The roles traditionally attributed to this fluid have included transporting nutrients and eliminating waste, and keeping the brain in permanent flotation to reduce its weight and thus to protect its lower part from being squashed. However, the advent of increasingly sensitive techniques has shown that it also reflects many diseases of the nervous system. These include hydrocephaly—the accumulation of liquid in the brain—and other nervous system defects, as well as neurodegenerative diseases such as multiple sclerosis, Alzheimer’s and Parkinson’s, among many others. For this reason, analysis of the CSF is increasingly being used as a high precision diagnostic tool, and researchers are also examining the possibility of using this fluid as a pathway to supply the brain with therapeutic agents. This includes drugs to stimulate the regeneration of damaged tissues, or at least to reduce the rate of disease progression.

It is paradoxical that our understanding of the composition and roles of CSF during the early stages of brain formation has contributed to the study of the regeneration of brain tissue. Experiments performed by my team at the University of Barcelona, in collaboration with another team at the University of Valladolid (Spain), have shown that embryonic CSF contains several molecules that contribute to the survival, proliferation and differentiation of brain-forming cells, and also to the formation of neural structures. It has also been shown that these molecules are scarce or absent in adults, especially in people affected by the diseases mentioned above. Moreover, it has also been demonstrated recently that the only cells of the adult brain that are able to respond to these embryonic factors are in close contact with the CSF.

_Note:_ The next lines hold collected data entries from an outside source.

//! Site-wide block cache with content-hash change detection (§4.8),
//! grounded in `rendering/block_cache.py::BlockCache`. Reads are lock-free
//! map lookups; writes to `site_blocks`/`block_hashes`/stats are each
//! serialized by their own mutex so concurrent per-page rendering never
//! blocks on cache bookkeeping it doesn't touch.

use std::collections::{BTreeMap, HashMap, HashSet};
use std::sync::{Arc, Mutex};
use std::time::Instant;

use sha2::{Digest, Sha256};

use crate::ast::{BlockNode, Expr, ExprKind, Node};
use crate::environment::Environment;
use crate::error::Result;
use crate::introspection::CacheScope;
use crate::runtime::value::Value;

/// Empirical multiplier converting a measured `render_block` time into an
/// estimate of total time saved per cache hit, accounting for context
/// resolution, AST traversal, and inheritance-chain overhead that an
/// isolated block render doesn't pay. See `block_cache.py` for the
/// measurement methodology this constant is taken from.
pub const SAVINGS_MULTIPLIER: f64 = 25.0;

#[derive(Debug, Default, Clone, Copy)]
struct Stats {
    hits: u64,
    misses: u64,
    site_blocks_cached: u64,
    total_render_time_ms: f64,
}

#[derive(Debug, Clone, Copy)]
pub struct CacheStats {
    pub hits: u64,
    pub misses: u64,
    pub site_blocks_cached: u64,
    pub hit_rate_pct: f64,
    pub total_render_time_ms: f64,
    pub time_saved_ms: f64,
}

pub struct BlockCache {
    enabled: bool,
    site_blocks: Mutex<HashMap<String, String>>,
    cacheable_blocks: Mutex<HashMap<String, BTreeMap<String, CacheScope>>>,
    block_hashes: Mutex<HashMap<String, String>>,
    stats: Mutex<Stats>,
}

impl Default for BlockCache {
    fn default() -> Self {
        Self::new(true)
    }
}

impl BlockCache {
    pub fn new(enabled: bool) -> Self {
        BlockCache {
            enabled,
            site_blocks: Mutex::new(HashMap::new()),
            cacheable_blocks: Mutex::new(HashMap::new()),
            block_hashes: Mutex::new(HashMap::new()),
            stats: Mutex::new(Stats::default()),
        }
    }

    fn key(template_name: &str, block_name: &str) -> String {
        format!("{template_name}:{block_name}")
    }

    pub fn analyze_template(&self, env: &Arc<Environment>, template_name: &str) -> Result<BTreeMap<String, CacheScope>> {
        if !self.enabled {
            return Ok(BTreeMap::new());
        }
        if let Some(found) = self.cacheable_blocks.lock().unwrap().get(template_name) {
            return Ok(found.clone());
        }
        let cacheable = env.get_cacheable_blocks(template_name)?;
        self.cacheable_blocks.lock().unwrap().insert(template_name.to_string(), cacheable.clone());
        Ok(cacheable)
    }

    pub fn get(&self, template_name: &str, block_name: &str) -> Option<String> {
        if !self.enabled {
            return None;
        }
        let key = Self::key(template_name, block_name);
        let site_blocks = self.site_blocks.lock().unwrap();
        if let Some(html) = site_blocks.get(&key) {
            self.stats.lock().unwrap().hits += 1;
            return Some(html.clone());
        }
        drop(site_blocks);
        self.stats.lock().unwrap().misses += 1;
        None
    }

    pub fn set(&self, template_name: &str, block_name: &str, html: String, scope: CacheScope) {
        if !self.enabled || !matches!(scope, CacheScope::Site) {
            return;
        }
        let key = Self::key(template_name, block_name);
        let mut site_blocks = self.site_blocks.lock().unwrap();
        if let std::collections::hash_map::Entry::Vacant(e) = site_blocks.entry(key) {
            e.insert(html);
            self.stats.lock().unwrap().site_blocks_cached += 1;
        }
    }

    /// Renders and caches every `site`-scoped block of `template_name` not
    /// already cached. Returns the count newly cached.
    pub fn warm_site_blocks(&self, env: &Arc<Environment>, template_name: &str, site_context: HashMap<String, Value>) -> Result<usize> {
        if !self.enabled {
            return Ok(0);
        }
        let cacheable = self.analyze_template(env, template_name)?;
        if cacheable.is_empty() {
            return Ok(0);
        }
        let template = env.get_template(template_name)?;
        let mut cached_count = 0;
        for (block_name, scope) in &cacheable {
            if !matches!(scope, CacheScope::Site) {
                continue;
            }
            let key = Self::key(template_name, block_name);
            if self.site_blocks.lock().unwrap().contains_key(&key) {
                continue;
            }
            let start = Instant::now();
            let html = match template.render_block(block_name, site_context.clone()) {
                Ok(html) => html,
                Err(_) => continue,
            };
            let elapsed_ms = start.elapsed().as_secs_f64() * 1000.0;
            self.stats.lock().unwrap().total_render_time_ms += elapsed_ms;
            self.set(template_name, block_name, html, CacheScope::Site);
            cached_count += 1;
        }
        Ok(cached_count)
    }

    pub fn clear(&self, preserve_hashes: bool) {
        self.site_blocks.lock().unwrap().clear();
        *self.stats.lock().unwrap() = Stats::default();
        if !preserve_hashes {
            self.block_hashes.lock().unwrap().clear();
        }
    }

    pub fn get_stats(&self) -> CacheStats {
        let stats = *self.stats.lock().unwrap();
        let total = stats.hits + stats.misses;
        let hit_rate_pct = if total > 0 { stats.hits as f64 / total as f64 * 100.0 } else { 0.0 };
        let avg_render_time = if stats.site_blocks_cached > 0 {
            if stats.total_render_time_ms > 0.0 {
                stats.total_render_time_ms / stats.site_blocks_cached as f64
            } else if stats.hits > 0 {
                1.0
            } else {
                0.0
            }
        } else {
            0.0
        };
        let time_saved_ms = stats.hits as f64 * avg_render_time * SAVINGS_MULTIPLIER;
        CacheStats {
            hits: stats.hits,
            misses: stats.misses,
            site_blocks_cached: stats.site_blocks_cached,
            hit_rate_pct,
            total_render_time_ms: stats.total_render_time_ms,
            time_saved_ms,
        }
    }

    pub fn is_cacheable(&self, template_name: &str, block_name: &str) -> bool {
        self.cacheable_blocks.lock().unwrap().get(template_name).map(|m| m.contains_key(block_name)).unwrap_or(false)
    }

    /// Drops a cached entry so the next `warm_site_blocks`/rewarm re-renders
    /// it; used by the external change-detection coordinator (§4.10) after
    /// a rebuild decision names this block for rewarming.
    pub fn invalidate(&self, template_name: &str, block_name: &str) {
        self.site_blocks.lock().unwrap().remove(&Self::key(template_name, block_name));
    }

    pub fn get_scope(&self, template_name: &str, block_name: &str) -> CacheScope {
        self.cacheable_blocks
            .lock()
            .unwrap()
            .get(template_name)
            .and_then(|m| m.get(block_name))
            .copied()
            .unwrap_or(CacheScope::Unknown)
    }

    // -- Block change detection (§4.9) --------------------------------

    pub fn compute_block_hashes(&self, env: &Arc<Environment>, template_name: &str) -> Result<BTreeMap<String, String>> {
        let template = env.get_template(template_name)?;
        let blocks = template.ast.collect_blocks().unwrap_or_default();
        let mut hashes = BTreeMap::new();
        for block in blocks {
            let content = serialize_block_ast(block);
            let digest = Sha256::digest(content.as_bytes());
            let hex = format!("{digest:x}");
            hashes.insert(block.name.clone(), hex[..16].to_string());
        }
        Ok(hashes)
    }

    /// Compares current fingerprints to stored ones, updating the stored
    /// map per block as it goes, and returns the names that differed.
    pub fn detect_changed_blocks(&self, env: &Arc<Environment>, template_name: &str) -> Result<HashSet<String>> {
        let current = self.compute_block_hashes(env, template_name)?;
        let mut changed = HashSet::new();
        let mut hashes = self.block_hashes.lock().unwrap();
        for (block_name, current_hash) in &current {
            let key = Self::key(template_name, block_name);
            let differs = hashes.get(&key) != Some(current_hash);
            if differs {
                changed.insert(block_name.clone());
                hashes.insert(key, current_hash.clone());
            }
        }
        Ok(changed)
    }

    pub fn update_block_hashes(&self, env: &Arc<Environment>, template_name: &str) -> Result<()> {
        let current = self.compute_block_hashes(env, template_name)?;
        let mut hashes = self.block_hashes.lock().unwrap();
        for (block_name, current_hash) in current {
            hashes.insert(Self::key(template_name, &block_name), current_hash);
        }
        Ok(())
    }
}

These results point to the possibility of synthesizing these embryonic molecules and administering them as drugs into the adult CSF—a new generation of drugs and medical treatments to further increase our quality of life. This is currently being investigated in my lab at the University of Barcelona, in collaboration with the team at the University of Valladolid as well as with a group at the University of Manchester (UK). This is not a short-term project; but one of the consequences of the civilization that our brain has allowed us to build is that we are able to make long-term plans. However, even in the short-term, the study of the formation of embryonic CSF has allowed us to detect a specific zone that controls and regulates its composition in a very precise way from the early stages of brain development. This finding paves the way for a more precise analysis of the effect of particular drugs on embryo development, an important goal of gynaecological medicine.